(YOUR INSTRUCTIONS)
A line qualifies if it holds the string "ORDER". Copy every qualifying line from the records.

(DATA FOR PROCESSING)
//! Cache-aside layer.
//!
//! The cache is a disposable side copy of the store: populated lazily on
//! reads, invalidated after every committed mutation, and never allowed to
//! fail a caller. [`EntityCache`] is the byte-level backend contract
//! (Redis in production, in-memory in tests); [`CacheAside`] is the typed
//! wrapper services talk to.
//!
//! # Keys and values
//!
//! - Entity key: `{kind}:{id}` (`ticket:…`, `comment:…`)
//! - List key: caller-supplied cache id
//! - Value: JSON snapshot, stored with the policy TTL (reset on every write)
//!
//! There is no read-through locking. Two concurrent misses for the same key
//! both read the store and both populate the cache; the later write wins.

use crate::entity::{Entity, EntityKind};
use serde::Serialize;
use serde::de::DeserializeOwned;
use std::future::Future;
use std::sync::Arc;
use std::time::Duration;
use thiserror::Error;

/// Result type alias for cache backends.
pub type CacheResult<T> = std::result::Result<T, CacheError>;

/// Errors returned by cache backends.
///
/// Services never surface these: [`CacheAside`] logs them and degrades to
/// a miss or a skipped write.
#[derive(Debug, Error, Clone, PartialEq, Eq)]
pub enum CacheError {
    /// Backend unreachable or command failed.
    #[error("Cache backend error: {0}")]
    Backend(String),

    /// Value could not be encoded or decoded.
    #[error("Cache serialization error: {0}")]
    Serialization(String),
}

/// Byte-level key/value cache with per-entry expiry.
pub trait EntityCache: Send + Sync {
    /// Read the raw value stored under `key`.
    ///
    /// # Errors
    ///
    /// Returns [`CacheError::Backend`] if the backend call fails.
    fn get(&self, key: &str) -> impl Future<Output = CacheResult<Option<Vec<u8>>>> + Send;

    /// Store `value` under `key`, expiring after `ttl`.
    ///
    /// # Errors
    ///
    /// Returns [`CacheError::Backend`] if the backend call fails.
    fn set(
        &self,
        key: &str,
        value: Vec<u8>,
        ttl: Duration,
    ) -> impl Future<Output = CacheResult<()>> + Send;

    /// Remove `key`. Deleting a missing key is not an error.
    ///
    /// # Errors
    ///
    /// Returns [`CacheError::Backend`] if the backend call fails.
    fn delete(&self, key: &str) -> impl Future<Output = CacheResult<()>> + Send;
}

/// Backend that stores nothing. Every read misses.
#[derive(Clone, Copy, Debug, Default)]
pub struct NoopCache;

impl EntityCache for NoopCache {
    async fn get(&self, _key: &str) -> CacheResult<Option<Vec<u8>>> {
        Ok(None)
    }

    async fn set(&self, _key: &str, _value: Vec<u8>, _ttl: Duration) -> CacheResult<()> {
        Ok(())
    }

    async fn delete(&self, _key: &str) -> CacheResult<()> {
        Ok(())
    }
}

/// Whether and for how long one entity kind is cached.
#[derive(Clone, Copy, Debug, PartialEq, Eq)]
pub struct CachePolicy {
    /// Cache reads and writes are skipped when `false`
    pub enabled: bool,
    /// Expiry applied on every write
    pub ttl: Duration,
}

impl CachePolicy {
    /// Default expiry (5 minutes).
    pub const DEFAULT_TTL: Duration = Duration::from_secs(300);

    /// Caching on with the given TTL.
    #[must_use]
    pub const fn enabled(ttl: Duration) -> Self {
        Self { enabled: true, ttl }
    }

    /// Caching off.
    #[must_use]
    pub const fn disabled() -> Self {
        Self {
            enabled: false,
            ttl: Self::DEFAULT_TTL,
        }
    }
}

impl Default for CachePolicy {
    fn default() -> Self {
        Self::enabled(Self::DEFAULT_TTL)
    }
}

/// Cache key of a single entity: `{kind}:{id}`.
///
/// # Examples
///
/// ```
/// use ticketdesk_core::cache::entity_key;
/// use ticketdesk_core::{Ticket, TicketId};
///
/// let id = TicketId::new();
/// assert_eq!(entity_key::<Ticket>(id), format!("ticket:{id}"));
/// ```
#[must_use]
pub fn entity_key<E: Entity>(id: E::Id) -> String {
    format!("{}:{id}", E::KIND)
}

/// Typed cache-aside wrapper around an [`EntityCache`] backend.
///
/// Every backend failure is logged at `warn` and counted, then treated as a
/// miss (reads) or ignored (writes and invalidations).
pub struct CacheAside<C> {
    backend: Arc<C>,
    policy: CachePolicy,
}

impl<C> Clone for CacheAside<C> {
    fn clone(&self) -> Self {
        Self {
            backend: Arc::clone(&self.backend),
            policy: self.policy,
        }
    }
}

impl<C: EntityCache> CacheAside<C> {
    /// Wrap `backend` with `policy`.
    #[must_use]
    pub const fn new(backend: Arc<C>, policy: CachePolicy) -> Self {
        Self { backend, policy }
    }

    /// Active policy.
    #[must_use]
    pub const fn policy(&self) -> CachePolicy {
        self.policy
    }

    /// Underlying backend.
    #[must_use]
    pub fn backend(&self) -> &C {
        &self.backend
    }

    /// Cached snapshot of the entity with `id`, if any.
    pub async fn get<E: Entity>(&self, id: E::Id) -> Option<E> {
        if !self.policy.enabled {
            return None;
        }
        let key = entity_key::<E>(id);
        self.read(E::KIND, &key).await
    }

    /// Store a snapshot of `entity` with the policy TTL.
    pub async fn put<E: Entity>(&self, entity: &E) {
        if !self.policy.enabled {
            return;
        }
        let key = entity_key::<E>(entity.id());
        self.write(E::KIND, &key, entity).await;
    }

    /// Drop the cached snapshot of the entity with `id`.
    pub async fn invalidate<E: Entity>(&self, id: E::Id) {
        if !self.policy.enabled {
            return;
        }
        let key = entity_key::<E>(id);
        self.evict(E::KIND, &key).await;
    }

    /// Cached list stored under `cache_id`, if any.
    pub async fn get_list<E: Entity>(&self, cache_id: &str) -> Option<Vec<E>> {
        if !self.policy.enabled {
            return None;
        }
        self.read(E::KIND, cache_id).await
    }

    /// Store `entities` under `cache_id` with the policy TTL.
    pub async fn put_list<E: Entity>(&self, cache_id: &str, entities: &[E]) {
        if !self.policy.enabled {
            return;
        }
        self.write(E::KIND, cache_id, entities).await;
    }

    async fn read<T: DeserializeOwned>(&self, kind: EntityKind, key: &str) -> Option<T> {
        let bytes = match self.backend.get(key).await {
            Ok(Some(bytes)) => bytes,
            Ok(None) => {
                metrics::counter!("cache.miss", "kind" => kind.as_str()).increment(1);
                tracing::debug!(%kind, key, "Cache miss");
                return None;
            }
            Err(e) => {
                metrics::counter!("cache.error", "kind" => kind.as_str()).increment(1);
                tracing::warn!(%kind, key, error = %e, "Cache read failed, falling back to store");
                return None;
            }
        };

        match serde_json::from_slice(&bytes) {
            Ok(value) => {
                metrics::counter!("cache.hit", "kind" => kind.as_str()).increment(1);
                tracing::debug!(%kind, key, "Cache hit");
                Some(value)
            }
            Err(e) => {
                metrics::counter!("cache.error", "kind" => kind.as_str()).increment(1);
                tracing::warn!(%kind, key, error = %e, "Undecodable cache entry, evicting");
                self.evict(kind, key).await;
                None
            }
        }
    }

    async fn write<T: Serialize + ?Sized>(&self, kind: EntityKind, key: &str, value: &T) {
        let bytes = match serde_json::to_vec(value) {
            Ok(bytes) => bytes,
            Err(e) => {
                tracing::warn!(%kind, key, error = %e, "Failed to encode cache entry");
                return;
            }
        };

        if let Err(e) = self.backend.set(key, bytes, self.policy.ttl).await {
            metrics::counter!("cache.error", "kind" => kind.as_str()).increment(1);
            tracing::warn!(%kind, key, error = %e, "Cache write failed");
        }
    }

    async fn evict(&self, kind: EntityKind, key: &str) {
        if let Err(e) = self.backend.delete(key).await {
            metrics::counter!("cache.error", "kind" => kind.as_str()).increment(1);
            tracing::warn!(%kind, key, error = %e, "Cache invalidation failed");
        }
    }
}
* * *
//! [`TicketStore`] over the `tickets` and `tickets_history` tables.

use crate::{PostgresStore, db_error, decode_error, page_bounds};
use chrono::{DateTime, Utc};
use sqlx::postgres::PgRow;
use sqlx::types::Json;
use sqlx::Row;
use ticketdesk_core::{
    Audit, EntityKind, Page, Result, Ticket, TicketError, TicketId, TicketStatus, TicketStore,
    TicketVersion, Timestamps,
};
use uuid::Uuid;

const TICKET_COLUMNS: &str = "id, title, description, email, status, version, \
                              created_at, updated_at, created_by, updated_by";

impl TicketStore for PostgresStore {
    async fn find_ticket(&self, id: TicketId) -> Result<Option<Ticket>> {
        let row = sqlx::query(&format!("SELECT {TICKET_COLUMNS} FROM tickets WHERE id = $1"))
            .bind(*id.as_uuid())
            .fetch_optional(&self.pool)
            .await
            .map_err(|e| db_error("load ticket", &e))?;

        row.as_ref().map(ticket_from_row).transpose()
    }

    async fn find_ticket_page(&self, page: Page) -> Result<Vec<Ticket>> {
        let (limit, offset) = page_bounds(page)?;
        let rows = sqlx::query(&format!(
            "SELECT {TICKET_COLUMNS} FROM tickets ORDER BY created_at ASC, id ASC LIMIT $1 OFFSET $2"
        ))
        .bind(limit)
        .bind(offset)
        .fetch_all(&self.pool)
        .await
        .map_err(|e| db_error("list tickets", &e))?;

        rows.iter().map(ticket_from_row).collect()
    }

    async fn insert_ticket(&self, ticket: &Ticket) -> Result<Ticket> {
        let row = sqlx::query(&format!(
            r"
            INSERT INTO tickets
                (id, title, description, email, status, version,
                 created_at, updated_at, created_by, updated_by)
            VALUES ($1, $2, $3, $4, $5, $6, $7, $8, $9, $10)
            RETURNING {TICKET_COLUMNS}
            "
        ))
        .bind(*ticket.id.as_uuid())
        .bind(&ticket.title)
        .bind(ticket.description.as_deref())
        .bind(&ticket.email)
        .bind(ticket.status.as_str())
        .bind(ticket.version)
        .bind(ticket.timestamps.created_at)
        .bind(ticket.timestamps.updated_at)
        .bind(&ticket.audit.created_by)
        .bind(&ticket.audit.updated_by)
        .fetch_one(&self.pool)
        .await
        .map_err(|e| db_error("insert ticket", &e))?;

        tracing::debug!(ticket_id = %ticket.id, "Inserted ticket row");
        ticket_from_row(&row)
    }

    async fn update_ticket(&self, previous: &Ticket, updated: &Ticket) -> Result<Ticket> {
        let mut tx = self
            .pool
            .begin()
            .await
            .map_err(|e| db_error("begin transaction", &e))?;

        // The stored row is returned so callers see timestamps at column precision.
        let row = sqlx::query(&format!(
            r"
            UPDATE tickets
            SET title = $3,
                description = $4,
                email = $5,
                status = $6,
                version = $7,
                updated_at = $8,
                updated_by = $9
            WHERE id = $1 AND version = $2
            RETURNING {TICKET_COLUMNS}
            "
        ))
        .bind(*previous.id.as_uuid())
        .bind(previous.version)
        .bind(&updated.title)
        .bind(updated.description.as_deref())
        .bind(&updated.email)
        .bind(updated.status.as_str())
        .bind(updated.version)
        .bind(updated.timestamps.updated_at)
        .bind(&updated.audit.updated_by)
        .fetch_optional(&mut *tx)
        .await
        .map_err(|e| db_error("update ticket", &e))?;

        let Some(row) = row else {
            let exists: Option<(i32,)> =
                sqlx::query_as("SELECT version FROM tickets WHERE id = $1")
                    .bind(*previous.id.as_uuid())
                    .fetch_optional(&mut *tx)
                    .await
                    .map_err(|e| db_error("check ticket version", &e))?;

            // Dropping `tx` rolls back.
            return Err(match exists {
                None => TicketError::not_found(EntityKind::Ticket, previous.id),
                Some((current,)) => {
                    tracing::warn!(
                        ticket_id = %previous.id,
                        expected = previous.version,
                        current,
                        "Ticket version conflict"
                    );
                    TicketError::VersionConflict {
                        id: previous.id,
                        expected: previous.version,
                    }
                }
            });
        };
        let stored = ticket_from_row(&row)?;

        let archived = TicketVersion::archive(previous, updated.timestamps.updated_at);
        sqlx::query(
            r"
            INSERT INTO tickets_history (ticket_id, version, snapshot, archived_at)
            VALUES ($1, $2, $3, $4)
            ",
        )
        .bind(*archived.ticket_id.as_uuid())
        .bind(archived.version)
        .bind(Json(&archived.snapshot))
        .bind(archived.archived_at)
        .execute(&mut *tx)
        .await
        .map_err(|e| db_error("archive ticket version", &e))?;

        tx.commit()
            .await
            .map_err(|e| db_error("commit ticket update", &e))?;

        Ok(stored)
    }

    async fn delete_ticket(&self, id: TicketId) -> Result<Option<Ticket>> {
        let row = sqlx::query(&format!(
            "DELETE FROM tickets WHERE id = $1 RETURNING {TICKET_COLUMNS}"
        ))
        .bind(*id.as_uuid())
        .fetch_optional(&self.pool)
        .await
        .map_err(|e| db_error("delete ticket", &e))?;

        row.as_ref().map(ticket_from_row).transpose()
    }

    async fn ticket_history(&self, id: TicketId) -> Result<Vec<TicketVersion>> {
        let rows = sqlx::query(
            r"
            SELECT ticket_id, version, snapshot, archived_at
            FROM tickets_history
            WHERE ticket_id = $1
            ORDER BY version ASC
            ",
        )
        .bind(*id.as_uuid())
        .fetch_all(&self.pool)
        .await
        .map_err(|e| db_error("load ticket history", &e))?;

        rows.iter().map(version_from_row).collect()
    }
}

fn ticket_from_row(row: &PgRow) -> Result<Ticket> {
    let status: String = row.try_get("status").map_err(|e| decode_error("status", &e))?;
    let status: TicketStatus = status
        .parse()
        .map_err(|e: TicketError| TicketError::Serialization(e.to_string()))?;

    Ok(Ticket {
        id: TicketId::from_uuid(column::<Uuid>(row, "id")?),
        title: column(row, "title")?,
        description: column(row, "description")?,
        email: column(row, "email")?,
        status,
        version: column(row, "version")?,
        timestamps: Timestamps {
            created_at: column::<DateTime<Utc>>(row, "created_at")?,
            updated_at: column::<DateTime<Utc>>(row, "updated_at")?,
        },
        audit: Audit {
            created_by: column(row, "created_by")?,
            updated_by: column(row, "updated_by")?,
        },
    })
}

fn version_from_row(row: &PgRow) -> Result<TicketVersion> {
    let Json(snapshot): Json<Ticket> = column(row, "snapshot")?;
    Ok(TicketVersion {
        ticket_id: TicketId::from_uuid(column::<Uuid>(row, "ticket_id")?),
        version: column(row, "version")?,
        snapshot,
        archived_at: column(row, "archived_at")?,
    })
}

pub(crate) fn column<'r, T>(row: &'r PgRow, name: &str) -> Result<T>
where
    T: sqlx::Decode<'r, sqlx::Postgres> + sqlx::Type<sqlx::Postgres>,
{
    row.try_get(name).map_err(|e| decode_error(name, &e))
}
==
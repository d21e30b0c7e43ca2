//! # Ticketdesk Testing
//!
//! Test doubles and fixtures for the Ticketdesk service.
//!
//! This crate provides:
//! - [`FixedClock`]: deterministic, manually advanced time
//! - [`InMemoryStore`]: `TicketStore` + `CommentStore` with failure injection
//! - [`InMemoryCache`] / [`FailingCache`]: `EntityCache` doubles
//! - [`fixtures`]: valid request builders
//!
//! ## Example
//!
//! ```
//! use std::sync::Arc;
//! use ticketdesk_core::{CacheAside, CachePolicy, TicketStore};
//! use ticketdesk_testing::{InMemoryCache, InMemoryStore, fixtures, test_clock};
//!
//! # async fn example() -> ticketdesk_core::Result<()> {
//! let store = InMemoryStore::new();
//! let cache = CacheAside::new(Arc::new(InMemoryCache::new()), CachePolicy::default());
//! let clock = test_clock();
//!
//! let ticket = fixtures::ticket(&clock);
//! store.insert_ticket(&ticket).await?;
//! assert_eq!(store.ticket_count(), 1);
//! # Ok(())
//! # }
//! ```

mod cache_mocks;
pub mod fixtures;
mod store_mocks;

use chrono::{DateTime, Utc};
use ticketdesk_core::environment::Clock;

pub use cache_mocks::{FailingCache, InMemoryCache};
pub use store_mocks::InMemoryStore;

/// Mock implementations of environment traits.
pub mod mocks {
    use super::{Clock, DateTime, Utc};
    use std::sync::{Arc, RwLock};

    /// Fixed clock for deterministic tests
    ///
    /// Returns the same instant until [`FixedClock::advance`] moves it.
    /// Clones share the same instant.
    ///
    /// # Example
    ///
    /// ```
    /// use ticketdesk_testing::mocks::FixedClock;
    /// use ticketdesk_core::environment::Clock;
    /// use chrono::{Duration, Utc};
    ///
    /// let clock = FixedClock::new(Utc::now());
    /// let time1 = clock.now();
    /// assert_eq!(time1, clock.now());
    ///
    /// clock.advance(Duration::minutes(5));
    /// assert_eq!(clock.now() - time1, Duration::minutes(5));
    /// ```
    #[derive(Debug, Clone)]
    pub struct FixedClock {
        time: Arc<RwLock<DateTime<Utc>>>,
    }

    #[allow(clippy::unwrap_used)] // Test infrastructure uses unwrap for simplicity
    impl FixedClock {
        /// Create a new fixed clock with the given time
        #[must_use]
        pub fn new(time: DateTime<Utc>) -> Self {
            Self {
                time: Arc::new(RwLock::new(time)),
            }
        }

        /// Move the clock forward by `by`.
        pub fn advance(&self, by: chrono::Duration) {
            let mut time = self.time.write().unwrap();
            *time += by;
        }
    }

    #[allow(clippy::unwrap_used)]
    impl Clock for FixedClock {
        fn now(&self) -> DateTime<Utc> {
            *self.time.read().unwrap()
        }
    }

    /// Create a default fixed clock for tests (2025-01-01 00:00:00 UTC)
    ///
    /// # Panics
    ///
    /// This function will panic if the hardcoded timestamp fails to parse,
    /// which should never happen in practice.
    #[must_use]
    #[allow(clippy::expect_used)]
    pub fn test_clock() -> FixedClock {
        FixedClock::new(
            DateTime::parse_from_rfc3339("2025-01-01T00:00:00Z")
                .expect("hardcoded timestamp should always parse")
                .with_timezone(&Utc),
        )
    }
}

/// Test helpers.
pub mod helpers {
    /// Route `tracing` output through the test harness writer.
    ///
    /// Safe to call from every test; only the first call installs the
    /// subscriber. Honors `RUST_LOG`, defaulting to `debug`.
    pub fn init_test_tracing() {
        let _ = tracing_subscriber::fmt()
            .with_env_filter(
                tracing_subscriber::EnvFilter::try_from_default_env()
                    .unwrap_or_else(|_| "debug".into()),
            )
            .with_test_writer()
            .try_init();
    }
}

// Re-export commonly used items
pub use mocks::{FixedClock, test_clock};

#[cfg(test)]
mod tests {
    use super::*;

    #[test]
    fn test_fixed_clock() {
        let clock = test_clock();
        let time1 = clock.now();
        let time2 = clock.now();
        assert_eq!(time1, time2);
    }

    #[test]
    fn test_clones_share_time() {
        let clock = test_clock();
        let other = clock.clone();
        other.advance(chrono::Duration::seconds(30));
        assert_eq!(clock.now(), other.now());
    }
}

(REPLY)
            "SELECT {TICKET_COLUMNS} FROM tickets ORDER BY created_at ASC, id ASC LIMIT $1 OFFSET $2"
            ORDER BY version ASC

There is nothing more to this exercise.